Collected data:
════════════════════

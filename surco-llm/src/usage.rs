//! Usage accounting for generator calls.
//! Thread-safe via atomic operations.

use serde::{Deserialize, Serialize};
use std::sync::atomic::{AtomicU64, Ordering};

/// Point-in-time copy of the counters.
#[derive(Debug, Clone, Copy, Default, PartialEq, Eq, Serialize, Deserialize)]
pub struct UsageSnapshot {
    pub invocations: u64,
    pub failures: u64,
    pub prompt_chars: u64,
    pub response_chars: u64,
}

/// Counts calls and characters sent to and received from a generator.
#[derive(Default)]
pub struct UsageTracker {
    invocations: AtomicU64,
    failures: AtomicU64,
    prompt_chars: AtomicU64,
    response_chars: AtomicU64,
}

impl UsageTracker {
    pub fn new() -> Self {
        Self::default()
    }

    /// Record a successful call.
    ///
    /// # Arguments
    /// * `prompt_chars` - Characters in the prompt
    /// * `response_chars` - Characters in the response
    pub fn record_success(&self, prompt_chars: usize, response_chars: usize) {
        self.invocations.fetch_add(1, Ordering::Relaxed);
        self.prompt_chars
            .fetch_add(prompt_chars as u64, Ordering::Relaxed);
        self.response_chars
            .fetch_add(response_chars as u64, Ordering::Relaxed);
    }

    /// Record a failed call. The prompt still counts as sent.
    pub fn record_failure(&self, prompt_chars: usize) {
        self.invocations.fetch_add(1, Ordering::Relaxed);
        self.failures.fetch_add(1, Ordering::Relaxed);
        self.prompt_chars
            .fetch_add(prompt_chars as u64, Ordering::Relaxed);
    }

    pub fn snapshot(&self) -> UsageSnapshot {
        UsageSnapshot {
            invocations: self.invocations.load(Ordering::Relaxed),
            failures: self.failures.load(Ordering::Relaxed),
            prompt_chars: self.prompt_chars.load(Ordering::Relaxed),
            response_chars: self.response_chars.load(Ordering::Relaxed),
        }
    }

    /// Reset all counters to zero.
    pub fn reset(&self) {
        self.invocations.store(0, Ordering::Relaxed);
        self.failures.store(0, Ordering::Relaxed);
        self.prompt_chars.store(0, Ordering::Relaxed);
        self.response_chars.store(0, Ordering::Relaxed);
    }
}

impl std::fmt::Debug for UsageTracker {
    fn fmt(&self, f: &mut std::fmt::Formatter<'_>) -> std::fmt::Result {
        let snapshot = self.snapshot();
        f.debug_struct("UsageTracker")
            .field("invocations", &snapshot.invocations)
            .field("failures", &snapshot.failures)
            .field("prompt_chars", &snapshot.prompt_chars)
            .field("response_chars", &snapshot.response_chars)
            .finish()
    }
}
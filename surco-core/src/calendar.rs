//! Weekly content calendar and special dates.

use crate::{ProductStrategy, WeekdayTheme};
use chrono::{Datelike, NaiveDate, Weekday};
use serde::{Deserialize, Serialize};

// ============================================================================
// PRODUCER SEGMENTS
// ============================================================================

/// Audience segment that Saturday rotates through, one per ISO week.
#[derive(Debug, Clone, Copy, PartialEq, Eq, Hash, Serialize, Deserialize)]
#[serde(rename_all = "snake_case")]
pub enum ProducerSegment {
    Forestry,
    Plant,
    Animal,
}

impl ProducerSegment {
    const ROTATION: [ProducerSegment; 3] = [Self::Forestry, Self::Plant, Self::Animal];

    /// Segment for an ISO week number.
    pub fn for_week(week: u32) -> Self {
        Self::ROTATION[(week % 3) as usize]
    }

    pub fn as_str(&self) -> &'static str {
        match self {
            Self::Forestry => "forestry",
            Self::Plant => "plant",
            Self::Animal => "animal",
        }
    }
}

// ============================================================================
// THEME TABLE
// ============================================================================

struct ThemeTemplate {
    day_name: &'static str,
    theme: &'static str,
    content_type: &'static str,
    primary_tone: &'static str,
    alternative_tones: &'static [&'static str],
    recommended_post_types: &'static [&'static str],
    product_strategy: ProductStrategy,
    rotates_segment: bool,
}

impl ThemeTemplate {
    fn to_theme(&self) -> WeekdayTheme {
        WeekdayTheme {
            day_name: self.day_name.to_string(),
            theme: self.theme.to_string(),
            recommended_post_types: owned(self.recommended_post_types),
            content_type: self.content_type.to_string(),
            primary_tone: self.primary_tone.to_string(),
            alternative_tones: owned(self.alternative_tones),
            product_strategy: self.product_strategy,
            sector_rotation: None,
        }
    }
}

fn owned(items: &[&str]) -> Vec<String> {
    items.iter().map(|s| s.to_string()).collect()
}

const THEMES: [ThemeTemplate; 7] = [
    ThemeTemplate {
        day_name: "Monday",
        theme: "✊ Motivational / Inspirational",
        content_type: "Inspiring quote or message for agriculture/forestry producers",
        primary_tone: "Motivational",
        alternative_tones: &["Inspirational", "Encouraging", "Humorous"],
        recommended_post_types: &[
            "Motivational Phrase or Quote of the Week",
            "Memes/tips rápidos",
            "Image / Photo of the Week",
        ],
        product_strategy: ProductStrategy::EducationalOnly,
        rotates_segment: false,
    },
    ThemeTemplate {
        day_name: "Tuesday",
        theme: "💸 Promotion / Deals",
        content_type: "Highlight a product with a special price, bundle, or seasonal offer",
        primary_tone: "Promotional",
        alternative_tones: &["Sales-focused", "Urgent", "Humorous"],
        recommended_post_types: &[
            "Promoción puntual",
            "Kits",
            "\"Lo que llegó hoy\"",
            "Cómo pedir / logística",
            "Recordatorio de servicio",
        ],
        product_strategy: ProductStrategy::Required,
        rotates_segment: false,
    },
    ThemeTemplate {
        day_name: "Wednesday",
        theme: "📚 Educational / Tips",
        content_type: "Tips, guides, how-tos, or educational content for farmers",
        primary_tone: "Educational",
        alternative_tones: &["Technical", "Informative", "Humorous"],
        recommended_post_types: &[
            "Infografías de producto o tema",
            "Tutorial corto",
            "Pro Tip",
            "Interesting Fact",
            "Article",
            "Sabías que...",
        ],
        product_strategy: ProductStrategy::EducationalOnly,
        rotates_segment: false,
    },
    ThemeTemplate {
        day_name: "Thursday",
        theme: "🛠️ Problem & Solution",
        content_type: "Infographic showing how one of your products solves a real problem",
        primary_tone: "Problem-Solving",
        alternative_tones: &["Technical", "Solution-focused", "Educational"],
        recommended_post_types: &["Infografías", "Caso de éxito", "Antes / Después"],
        product_strategy: ProductStrategy::Flexible,
        rotates_segment: false,
    },
    ThemeTemplate {
        day_name: "Friday",
        theme: "📅 Seasonal Focus",
        content_type: "Advice or alerts based on regional crop/livestock/forestry seasons",
        primary_tone: "Seasonal",
        alternative_tones: &["Educational", "Informative", "Technical"],
        recommended_post_types: &[
            "Infografías",
            "Tutorial corto",
            "Checklist operativo",
            "Recordatorio de servicio",
            "Seasonal weather tips: what to expect & how to act",
        ],
        product_strategy: ProductStrategy::Flexible,
        rotates_segment: false,
    },
    ThemeTemplate {
        day_name: "Saturday",
        theme: "👩‍🌾 Producer Segment Focus",
        content_type: "Rotate content for: forestry 🌲, plant 🌾, animal 🐄 producers",
        primary_tone: "Educational",
        alternative_tones: &["Technical", "Practical", "Humorous"],
        recommended_post_types: &[
            "Infografías",
            "FAQ / Mitos",
            "Pro Tip",
            "Interesting Fact",
            "Tutorial corto",
            "Recordatorio de servicio",
        ],
        product_strategy: ProductStrategy::EducationalOnly,
        rotates_segment: true,
    },
    ThemeTemplate {
        day_name: "Sunday",
        theme: "📊 Innovation / Industry Reports",
        content_type: "Industry news, agri-innovation, or trending novelty in agriculture",
        primary_tone: "Informative",
        alternative_tones: &["Technical", "Educational", "Humorous"],
        recommended_post_types: &[
            "Industry novelty",
            "Trivia agrotech-style post",
            "Statistics or report highlights relevant to audience",
        ],
        product_strategy: ProductStrategy::EducationalOnly,
        rotates_segment: false,
    },
];

/// All seven themes, Monday first.
pub fn weekday_themes() -> Vec<WeekdayTheme> {
    THEMES.iter().map(ThemeTemplate::to_theme).collect()
}

/// Theme for an English day name ("Monday".."Sunday"). Segment rotation is
/// left unresolved because it depends on the week.
pub fn theme_for_day(day_name: &str) -> Option<WeekdayTheme> {
    THEMES
        .iter()
        .find(|t| t.day_name == day_name)
        .map(ThemeTemplate::to_theme)
}

/// Theme for a calendar date, with Saturday's producer segment resolved from
/// the ISO week number.
pub fn theme_for_date(date: NaiveDate) -> WeekdayTheme {
    let template = &THEMES[date.weekday().num_days_from_monday() as usize];
    let mut theme = template.to_theme();
    if template.rotates_segment {
        theme.sector_rotation = Some(ProducerSegment::for_week(date.iso_week().week()));
    }
    theme
}

// ============================================================================
// SPECIAL DATES
// ============================================================================

#[derive(Debug, Clone, Copy, PartialEq, Eq, Serialize, Deserialize)]
#[serde(rename_all = "snake_case")]
pub enum SpecialDateKind {
    Holiday,
    Social,
    Agricultural,
}

/// A date that overrides the regular weekly plan.
#[derive(Debug, Clone, PartialEq, Eq, Serialize, Deserialize)]
pub struct SpecialDate {
    pub name: String,
    pub kind: SpecialDateKind,
    pub recommended_post_type: String,
}

const SPECIAL_DATES: &[(u32, u32, &str, SpecialDateKind)] = &[
    (1, 1, "Año Nuevo", SpecialDateKind::Holiday),
    (2, 5, "Día de la Constitución", SpecialDateKind::Holiday),
    (3, 21, "Natalicio de Benito Juárez", SpecialDateKind::Holiday),
    (5, 10, "Día de las Madres", SpecialDateKind::Social),
    (5, 15, "Día del Maestro", SpecialDateKind::Social),
    (9, 16, "Día de la Independencia", SpecialDateKind::Holiday),
    (11, 2, "Día de Muertos", SpecialDateKind::Holiday),
    (12, 25, "Navidad", SpecialDateKind::Holiday),
    (3, 22, "Día Mundial del Agua", SpecialDateKind::Agricultural),
    (4, 22, "Día de la Tierra", SpecialDateKind::Agricultural),
    (4, 15, "Día del Agrónomo (Mexico)", SpecialDateKind::Agricultural),
    (6, 5, "Día Mundial del Medio Ambiente", SpecialDateKind::Agricultural),
    (10, 16, "Día Mundial de la Alimentación", SpecialDateKind::Agricultural),
];

const SPECIAL_DATE_POST_TYPE: &str = "Fechas importantes";

/// Look up a special date. Father's Day is the third Sunday of June.
pub fn special_date(date: NaiveDate) -> Option<SpecialDate> {
    let (month, day) = (date.month(), date.day());

    if let Some((_, _, name, kind)) = SPECIAL_DATES
        .iter()
        .find(|(m, d, _, _)| *m == month && *d == day)
    {
        return Some(SpecialDate {
            name: name.to_string(),
            kind: *kind,
            recommended_post_type: SPECIAL_DATE_POST_TYPE.to_string(),
        });
    }

    if month == 6 && date.weekday() == Weekday::Sun && (day - 1) / 7 + 1 == 3 {
        return Some(SpecialDate {
            name: "Día del Padre".to_string(),
            kind: SpecialDateKind::Social,
            recommended_post_type: SPECIAL_DATE_POST_TYPE.to_string(),
        });
    }

    None
}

════════════════════

Problem requirements |
Please report every line in the entries above that holds the string "focused".

Answer space |
        alternative_tones: &["Sales-focused", "Urgent", "Humorous"],
        alternative_tones: &["Technical", "Solution-focused", "Educational"],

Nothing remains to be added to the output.